LCZ696 is an experimental drug developed for the treatment of patients with Heart Failure with reduced Ejection Fraction (HFrEF). Accreditation of Accelerated Evaluation by CHMP means that the review time of LCZ696 will be shortened by 60 days in official EU. Novartis is expected to submit LCZ696 application approval (MAA) in the European Union at the beginning of 2015. The MAA submission will be based on data from the landmark Phase III PARADIGM-HF study, which is the largest study of heart failure patients conducted in the history. The data show that the efficacy and safety of LCZ696 is beyond the clinical standard drug enalapril (enalapril), including significantly reduced cardiovascular death or heart failure hospitalization risk
The industry believes that LCZ696's outstanding performance, make it became one of the most important progress over the past 10 years in the field of cardiology. At the same time, in the next few years, there will be no drug to compete with the LCZ696 in the cardiovascular field. Some analysts predict that the LCZ696 sales peaked at $ 8 billion; while Deutsche Bank analysts expect the drug to peak at $ 6 billion, given LCZ696's superior performance in reducing cardiovascular risk. Although the data are slightly different, but there is no doubt that, LCZ696 will become a super star for Novartis. In addition to bring rolling financial resources, it will lead the cardiovascular treatment step into a new era.

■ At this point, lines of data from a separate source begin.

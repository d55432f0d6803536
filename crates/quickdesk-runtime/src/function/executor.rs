use std::sync::Arc;
use std::time::{Duration, Instant};

use quickdesk_core::{AuthContext, DeskError, DeskServices, FunctionKind, RequestMetadata, Result};
use serde_json::Value;
use tokio::time::timeout;

use super::registry::FunctionRegistry;
use super::router::{FunctionRouter, RouteResult};

/// Runs desk functions under a deadline and logs the outcome.
pub struct FunctionExecutor {
    router: Arc<FunctionRouter>,
    default_timeout: Duration,
}

impl FunctionExecutor {
    pub fn new(registry: Arc<FunctionRegistry>, services: Arc<DeskServices>) -> Self {
        Self::with_timeout(registry, services, Duration::from_secs(30))
    }

    pub fn with_timeout(
        registry: Arc<FunctionRegistry>,
        services: Arc<DeskServices>,
        default_timeout: Duration,
    ) -> Self {
        Self::from_router(Arc::new(FunctionRouter::new(registry, services)), default_timeout)
    }

    pub fn from_router(router: Arc<FunctionRouter>, default_timeout: Duration) -> Self {
        Self {
            router,
            default_timeout,
        }
    }

    pub fn router(&self) -> &Arc<FunctionRouter> {
        &self.router
    }

    pub async fn execute(
        &self,
        function_name: &str,
        args: Value,
        auth: AuthContext,
        request: RequestMetadata,
    ) -> Result<ExecutionResult> {
        let start = Instant::now();
        let fn_timeout = self.function_timeout(function_name);
        let user_id = auth.user_id();

        let outcome = match timeout(
            fn_timeout,
            self.router.route(function_name, args, auth, request),
        )
        .await
        {
            Ok(outcome) => outcome,
            Err(_) => Err(DeskError::Timeout(format!(
                "Function '{}' timed out after {:?}",
                function_name, fn_timeout
            ))),
        };
        let duration = start.elapsed();

        match outcome {
            Ok(routed) => {
                let (kind, value) = match routed {
                    RouteResult::Query(v) => (FunctionKind::Query, v),
                    RouteResult::Mutation(v) => (FunctionKind::Mutation, v),
                };
                tracing::debug!(
                    function = function_name,
                    kind = %kind,
                    duration_ms = duration.as_millis() as u64,
                    "Function executed"
                );
                Ok(ExecutionResult {
                    function_name: function_name.to_string(),
                    function_kind: kind.to_string(),
                    result: value,
                    duration,
                })
            }
            Err(e) => {
                match &e {
                    DeskError::Validation(_)
                    | DeskError::InvalidArgument(_)
                    | DeskError::NotFound(_)
                    | DeskError::Unauthorized(_)
                    | DeskError::Forbidden { .. }
                    | DeskError::Conflict(_) => tracing::debug!(
                        function = function_name,
                        user_id = ?user_id,
                        error = %e,
                        "Function rejected"
                    ),
                    _ => tracing::error!(
                        function = function_name,
                        user_id = ?user_id,
                        duration_ms = duration.as_millis() as u64,
                        error = %e,
                        "Function failed"
                    ),
                }
                Err(e)
            }
        }
    }

    fn function_timeout(&self, function_name: &str) -> Duration {
        self.router
            .get_function_info(function_name)
            .and_then(|info| info.timeout)
            .map(Duration::from_secs)
            .unwrap_or(self.default_timeout)
    }

    pub fn has_function(&self, function_name: &str) -> bool {
        self.router.has_function(function_name)
    }
}

/// A successful call.
#[derive(Debug, Clone, serde::Serialize)]
pub struct ExecutionResult {
    pub function_name: String,
    pub function_kind: String,
    pub result: Value,
    #[serde(with = "duration_millis")]
    pub duration: Duration,
}

mod duration_millis {
    use serde::Serializer;
    use std::time::Duration;

    pub fn serialize<S>(duration: &Duration, serializer: S) -> Result<S::Ok, S::Error>
    where
        S: Serializer,
    {
        serializer.serialize_u64(duration.as_millis() as u64)
    }
}

#[cfg(test)]
mod tests {
    use std::collections::HashMap;

    use super::*;
    use quickdesk_core::model::Role;
    use quickdesk_core::testing::TestDesk;
    use serde_json::json;

    #[test]
    fn test_execution_result_serialization() {
        let result = ExecutionResult {
            function_name: "list_tickets".to_string(),
            function_kind: "query".to_string(),
            result: json!({ "items": [] }),
            duration: Duration::from_millis(42),
        };

        let json = serde_json::to_string(&result).unwrap();
        assert!(json.contains("\"duration\":42"));
        assert!(json.contains("\"function_kind\":\"query\""));
    }

    #[tokio::test]
    async fn test_execute_mutation() {
        let desk = TestDesk::new();
        let user = desk.store.seed_profile("Ann", Role::EndUser);
        let category = desk.store.seed_category("Hardware");
        let executor = FunctionExecutor::new(
            Arc::new(FunctionRegistry::with_desk_functions()),
            desk.services(),
        );

        let auth = AuthContext::authenticated(user.id, Some(user.email.clone()), HashMap::new());
        let result = executor
            .execute(
                "create_ticket",
                json!({
                    "title": "Monitor flickers",
                    "description": "Since this morning",
                    "category_id": category.id,
                }),
                auth,
                RequestMetadata::new(),
            )
            .await
            .unwrap();

        assert_eq!(result.function_kind, "mutation");
        assert_eq!(result.result["title"], "Monitor flickers");
        assert_eq!(desk.store.ticket_count(), 1);
    }
}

In February 2015, Novartis Pharma Test Drug LCZ696 was given priority review by the US Food and Drug Administration (FDA) for the treatment of Heart Failure with reduced Ejection Fraction (HFrEF). Novartis added that the drug's overall review time will be reduced by 8 months, the FDA may make its approval decision in August.
Novartis said its listing application in US was based on a 3-phase PARADIGM-HF study, which showed a significant reduction in cardiovascular mortality and heart failure hospitalization compared with the ACE inhibitor Enalapril.
This information is compiled and edited by Nan, Xiao Nan from ChemicalBook.
[bioactivity]

LCZ696, composed of valsartan and sacubitril in a 1: 1 molar ratio, is an orally bioavailable, dual-acting angiotensin receptor-neprilysin inhibitor (ARNi) for the treatment of hypertension and heart failure.
[In vivo studies]

In a double transgenic, overexpressed human renin, angiotensinogen and plasma atrial natriuretic peptide immunoreactivity rat, LCZ696 (60 mg/kg p.o.) induced a persistent decrease and dose-dependence in mean arterial pressure (MAP) and , and stimulated dose-dependent rapid increase of ANP immunoreactivity in plasma. LCZ696 (68 mg/kg p.o.) attenuates cardiac remodeling and dysfunction by reducing myocardial fibrosis and cardiac hypertrophy in a rat myocardial infarction (MI) model.